Triple points and sign of circulation

TL;DR

This paper analyzes the circulation and shock interactions in Mach reflection using kinematic methods, revealing new results about the existence, non-existence, and symmetry of shock configurations, with implications for fluid dynamics theory.

Contribution

It introduces kinematic techniques to analyze shock interactions without relying on thermodynamic assumptions, providing new proofs and insights into shock configurations and circulation signs.

Findings

Pure triple shocks without contact are impossible under certain conditions.

2+2 shock interactions are either symmetric or antisymmetric, depending on conditions.
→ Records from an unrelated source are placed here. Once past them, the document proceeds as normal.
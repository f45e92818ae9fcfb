//! Node type Python binding.
//!
//! Exposes a catalog node type: its capability answers, its parameter names,
//! and instantiation into a `Config`.

use std::sync::Arc;

use o3cfg_core::ConfigurationNode;
use pyo3::prelude::*;

use crate::config::PyConfig;

/// Python-exposed node type; wraps a shared, immutable schema.
#[pyclass(name = "NodeType", frozen)]
#[derive(Debug)]
pub struct PyNodeType {
    inner: Arc<ConfigurationNode>,
}

impl PyNodeType {
    /// Wraps a schema.
    pub const fn new(inner: Arc<ConfigurationNode>) -> Self {
        Self { inner }
    }
}

#[pymethods]
impl PyNodeType {
    /// Model type name.
    #[getter]
    fn name(&self) -> String {
        self.inner.type_name().to_string()
    }

    /// Native binding as `(name, header)`, or `None` for abstract types.
    #[getter]
    fn binding(&self) -> Option<(String, String)> {
        self.inner
            .binding()
            .map(|b| (b.name().to_string(), b.header().to_string()))
    }

    /// Required memory-access mode (`"timing"`, `"atomic"`, ...).
    fn memory_mode(&self) -> &'static str {
        self.inner.memory_mode().as_str()
    }

    /// Whether caches must be attached.
    fn require_caches(&self) -> bool {
        self.inner.require_caches()
    }

    /// Whether the model can take over from a running core.
    fn support_take_over(&self) -> bool {
        self.inner.support_take_over()
    }

    /// Effective parameter names in resolution order.
    fn param_names(&self) -> Vec<String> {
        self.inner
            .params()
            .iter()
            .map(|p| p.name().to_string())
            .collect()
    }

    /// Description of parameter `name`.
    fn describe(&self, name: &str) -> Option<String> {
        self.inner.param(name).map(|p| format!("{} ({}): {}", p.name(), p.kind(), p.description()))
    }

    /// Creates a configuration seeded with every default.
    fn instantiate(&self) -> PyConfig {
        PyConfig::new(self.inner.instantiate())
    }

    fn __repr__(&self) -> String {
        format!("NodeType('{}')", self.inner.type_name())
    }
}
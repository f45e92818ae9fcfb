//! Functional-unit pool schemas.
//!
//! The pool's unit list is owned by the native side; the schema only names
//! which pool implementation a core is wired to.

use std::sync::Arc;

use crate::common::Result;
use crate::node::{ConfigurationNode, NodeBuilder};

/// Base pool type name, also the kind of `BaseO3CPU.fuPool`.
pub const TYPE_NAME: &str = "FUPool";

/// Default pool type name.
pub const DEFAULT_TYPE_NAME: &str = "DefaultFUPool";

/// Declares `FUPool`.
///
/// # Errors
///
/// Any [`ConfigurationNode::declare`] error.
pub fn declare() -> Result<Arc<ConfigurationNode>> {
    NodeBuilder::new(TYPE_NAME)
        .binding("FUPool", "cpu/o3/fu_pool.hh")
        .build()
}

/// Declares `DefaultFUPool` on top of `fu_pool`.
///
/// # Errors
///
/// Any [`ConfigurationNode::declare`] error.
pub fn declare_default(fu_pool: &Arc<ConfigurationNode>) -> Result<Arc<ConfigurationNode>> {
    NodeBuilder::new(DEFAULT_TYPE_NAME)
        .extends(fu_pool)
        .binding("DefaultFUPool", "cpu/o3/fu_pool.hh")
        .build()
}
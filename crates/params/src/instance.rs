//! Configuration instances.
//!
//! A [`ConfigurationInstance`] is the mutable value set of one configured
//! component. Values start at the schema defaults, may be overridden any
//! number of times, and are bound, validated and frozen by a single
//! [`finalize`](ConfigurationInstance::finalize). After a successful finalize
//! the instance rejects every further mutation.

use std::sync::Arc;

use tracing::trace;

use crate::common::{ConfigError, Result};
use crate::handoff::FrozenConfiguration;
use crate::node::ConfigurationNode;
use crate::params::{ParameterSpec, Reference, Value};
use crate::resolver;

/// Per-component value set for one node type.
#[derive(Debug, Clone)]
pub struct ConfigurationInstance {
    node: Arc<ConfigurationNode>,
    values: Vec<Value>,
    frozen: Option<Arc<FrozenConfiguration>>,
}

impl ConfigurationInstance {
    /// Creates an instance holding every effective default of `node`.
    pub(crate) fn new(node: Arc<ConfigurationNode>) -> Self {
        let values = node
            .params()
            .iter()
            .map(|p| adopt(p.default_value().clone()))
            .collect();
        Self {
            node,
            values,
            frozen: None,
        }
    }

    /// Schema of this instance.
    pub fn node(&self) -> &Arc<ConfigurationNode> {
        &self.node
    }

    /// Model type name.
    pub fn type_name(&self) -> &str {
        self.node.type_name()
    }

    /// Current value of `name`, before reference resolution.
    pub fn get(&self, name: &str) -> Option<&Value> {
        self.node.index_of(name).map(|i| &self.values[i])
    }

    /// Declarations and current values in effective-table order.
    pub fn entries(&self) -> impl Iterator<Item = (&ParameterSpec, &Value)> {
        self.node.params().iter().zip(self.values.iter())
    }

    /// Whether a finalize has succeeded on this instance.
    pub const fn is_finalized(&self) -> bool {
        self.frozen.is_some()
    }

    /// Overrides the value of `name`.
    ///
    /// Literal values are validated immediately and stored in canonical form.
    /// References are stored as-is and validated once bound at finalize.
    /// A child instance becomes part of this tree: any snapshot it was
    /// finalized into is dropped, and it is mutable again until this
    /// instance is finalized.
    ///
    /// # Errors
    ///
    /// * [`ConfigError::AlreadyFinalized`] after a successful finalize.
    /// * [`ConfigError::UnknownParameter`] if `name` is not in the effective schema.
    /// * [`ConfigError::TypeMismatch`] if the value does not match the kind.
    pub fn set(&mut self, name: &str, value: impl Into<Value>) -> Result<()> {
        self.ensure_mutable()?;
        let index = self.index(name)?;
        let spec = &self.node.params()[index];

        let value = match value.into() {
            r @ Value::Ref(_) if spec.kind().is_object() => {
                return Err(spec.kind().mismatch(name, &r));
            }
            r @ Value::Ref(_) => r,
            literal => adopt(spec.kind().check(name, literal)?),
        };

        trace!(node = self.type_name(), param = name, value = %value, "set parameter");
        self.values[index] = value;
        Ok(())
    }

    /// Overrides `name` with a reference parsed from `Self.<param>` / `Parent.<param>`.
    ///
    /// # Errors
    ///
    /// [`ConfigError::InvalidReference`] for malformed text, otherwise as [`set`](Self::set).
    pub fn set_ref(&mut self, name: &str, reference: &str) -> Result<()> {
        let reference: Reference = reference.parse()?;
        self.set(name, reference)
    }

    /// Overrides a parameter addressed by a dotted path through object parameters,
    /// e.g. `branchPred.numThreads`.
    ///
    /// # Errors
    ///
    /// As [`set`](Self::set); an intermediate segment that is not an object
    /// parameter is a [`ConfigError::TypeMismatch`].
    pub fn set_path(&mut self, path: &str, value: impl Into<Value>) -> Result<()> {
        match path.split_once('.') {
            None => self.set(path, value),
            Some((head, rest)) => self.child_mut(head)?.set_path(rest, value),
        }
    }

    /// Mutable access to the child instance held by object parameter `name`.
    ///
    /// # Errors
    ///
    /// * [`ConfigError::AlreadyFinalized`] after a successful finalize.
    /// * [`ConfigError::UnknownParameter`] if `name` is not in the effective schema.
    /// * [`ConfigError::TypeMismatch`] if `name` does not currently hold an instance.
    pub fn child_mut(&mut self, name: &str) -> Result<&mut Self> {
        self.ensure_mutable()?;
        let index = self.index(name)?;
        let kind = self.node.params()[index].kind().clone();
        match &mut self.values[index] {
            Value::Object(child) => Ok(child.as_mut()),
            other => Err(kind.mismatch(name, other)),
        }
    }

    /// Child instance held by object parameter `name`.
    pub fn child(&self, name: &str) -> Option<&Self> {
        self.get(name).and_then(Value::as_object)
    }

    /// Resolves references, validates every value and freezes the instance.
    ///
    /// The instance is the root of its tree; its path is its type name and
    /// each child's path appends the owning parameter name. On failure the
    /// first error is returned and the instance stays mutable. Once frozen,
    /// repeated calls return the same snapshot.
    ///
    /// # Errors
    ///
    /// Any error from [`resolver::resolve`]: [`ConfigError::MissingBinding`],
    /// [`ConfigError::UnresolvedReference`], [`ConfigError::CyclicReference`]
    /// or [`ConfigError::TypeMismatch`].
    pub fn finalize(&mut self) -> Result<Arc<FrozenConfiguration>> {
        if let Some(frozen) = &self.frozen {
            return Ok(Arc::clone(frozen));
        }
        let frozen = Arc::new(resolver::resolve(self)?);
        self.frozen = Some(Arc::clone(&frozen));
        Ok(frozen)
    }

    pub(crate) fn values(&self) -> &[Value] {
        &self.values
    }

    fn index(&self, name: &str) -> Result<usize> {
        self.node
            .index_of(name)
            .ok_or_else(|| ConfigError::unknown_parameter(self.type_name(), name))
    }

    /// Drops the cached snapshot of this instance and every descendant.
    fn release(&mut self) {
        self.frozen = None;
        for value in &mut self.values {
            if let Value::Object(child) = value {
                child.release();
            }
        }
    }

    fn ensure_mutable(&self) -> Result<()> {
        if self.frozen.is_some() {
            return Err(ConfigError::AlreadyFinalized {
                path: self.type_name().to_string(),
            });
        }
        Ok(())
    }
}

/// Unfreezes a child instance taken into a parent's value set.
fn adopt(value: Value) -> Value {
    match value {
        Value::Object(mut child) => {
            child.release();
            Value::Object(child)
        }
        other => other,
    }
}

impl PartialEq for ConfigurationInstance {
    fn eq(&self, other: &Self) -> bool {
        Arc::ptr_eq(&self.node, &other.node) && self.values == other.values
    }
}
//! Branch predictor schemas.
//!
//! `BranchPredictor` holds the parameters every predictor shares and has no
//! binding; only concrete predictors such as `TournamentBP` can be finalized.

use std::sync::Arc;

use crate::common::Result;
use crate::config::defaults;
use crate::node::{ConfigurationNode, NodeBuilder};
use crate::params::ParameterSpec;

/// Base predictor type name, also the kind of `BaseO3CPU.branchPred`.
pub const TYPE_NAME: &str = "BranchPredictor";

/// Tournament predictor type name.
pub const TOURNAMENT_TYPE_NAME: &str = "TournamentBP";

/// Declares `BranchPredictor`.
///
/// # Errors
///
/// Any [`ConfigurationNode::declare`] error.
pub fn declare() -> Result<Arc<ConfigurationNode>> {
    NodeBuilder::new(TYPE_NAME)
        .param(ParameterSpec::uint("numThreads", 1, "Number of threads"))
        .param(ParameterSpec::uint("BTBEntries", defaults::BTB_ENTRIES, "Number of BTB entries"))
        .param(ParameterSpec::uint("BTBTagSize", defaults::BTB_TAG_SIZE, "Size of the BTB tags, in bits"))
        .param(ParameterSpec::uint("RASSize", defaults::RAS_SIZE, "RAS size"))
        .param(ParameterSpec::uint("instShiftAmt", defaults::INST_SHIFT_AMT, "Number of bits to shift instructions by"))
        .build()
}

/// Declares `TournamentBP` on top of `base`.
///
/// # Errors
///
/// Any [`ConfigurationNode::declare`] error.
pub fn declare_tournament(base: &Arc<ConfigurationNode>) -> Result<Arc<ConfigurationNode>> {
    use defaults::{TOURNAMENT_CTR_BITS, TOURNAMENT_GLOBAL_SIZE, TOURNAMENT_LOCAL_SIZE};

    NodeBuilder::new(TOURNAMENT_TYPE_NAME)
        .extends(base)
        .binding("branch_prediction::TournamentBP", "cpu/pred/tournament.hh")
        .param(ParameterSpec::uint("localPredictorSize", TOURNAMENT_LOCAL_SIZE, "Size of local predictor"))
        .param(ParameterSpec::uint("localCtrBits", TOURNAMENT_CTR_BITS, "Bits per counter"))
        .param(ParameterSpec::uint("localHistoryTableSize", TOURNAMENT_LOCAL_SIZE, "Size of local history table"))
        .param(ParameterSpec::uint("globalPredictorSize", TOURNAMENT_GLOBAL_SIZE, "Size of global predictor"))
        .param(ParameterSpec::uint("globalCtrBits", TOURNAMENT_CTR_BITS, "Bits per counter"))
        .param(ParameterSpec::uint("choicePredictorSize", TOURNAMENT_GLOBAL_SIZE, "Size of choice predictor"))
        .param(ParameterSpec::uint("choiceCtrBits", TOURNAMENT_CTR_BITS, "Bits of choice counters"))
        .build()
}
Contrary to prior beliefs, pure triple shocks can exist in potential flow for certain gamma values.

Abstract

Mach reflection generally produces a contact discontinuity whose circulation has previously been analyzed using "thermodynamic" arguments based on the Hugoniot relations across the shocks. We focus on "kinematic" techniques that avoid assumptions about the equation of state, using only jump relations for conservation of mass and momentum, but not energy. We give a new short proof for non-existence of pure (no contact) triple shocks, recovering a result of Serre. For MR with a zero-circulation but nonzero-density-jump contact we show that the incident shock must be normal. Nonexistence without contacts generalizes to two or more incident shocks if we assume all shocks are compressive. The sign of circulation across the contact has previously been controlled with entropy arguments, showing the post-Mach-stem velocity is generally smaller. We give a kinematic proof assuming compressive shocks and another condition, for example backward incident shocks, or a weak form of the Lax condition. We also show that for 2+2 interactions (two "upper" shocks with clockwise flow meeting two "lower" shocks with counterclockwise flow in a single point) the circulation sign can generally not be controlled. For $\gamma$-law pressure we show 2+2 interactions without contact must be either symmetric or antisymmetric, with symmetry favored at low Mach number and low shock strength. For full potential flow instead of the Euler equations we surprisingly find, contrary to folklore and prior results for other models, that pure triple shocks without contacts are possible, even for $\gamma$-law pressure with $1<\gamma<3$.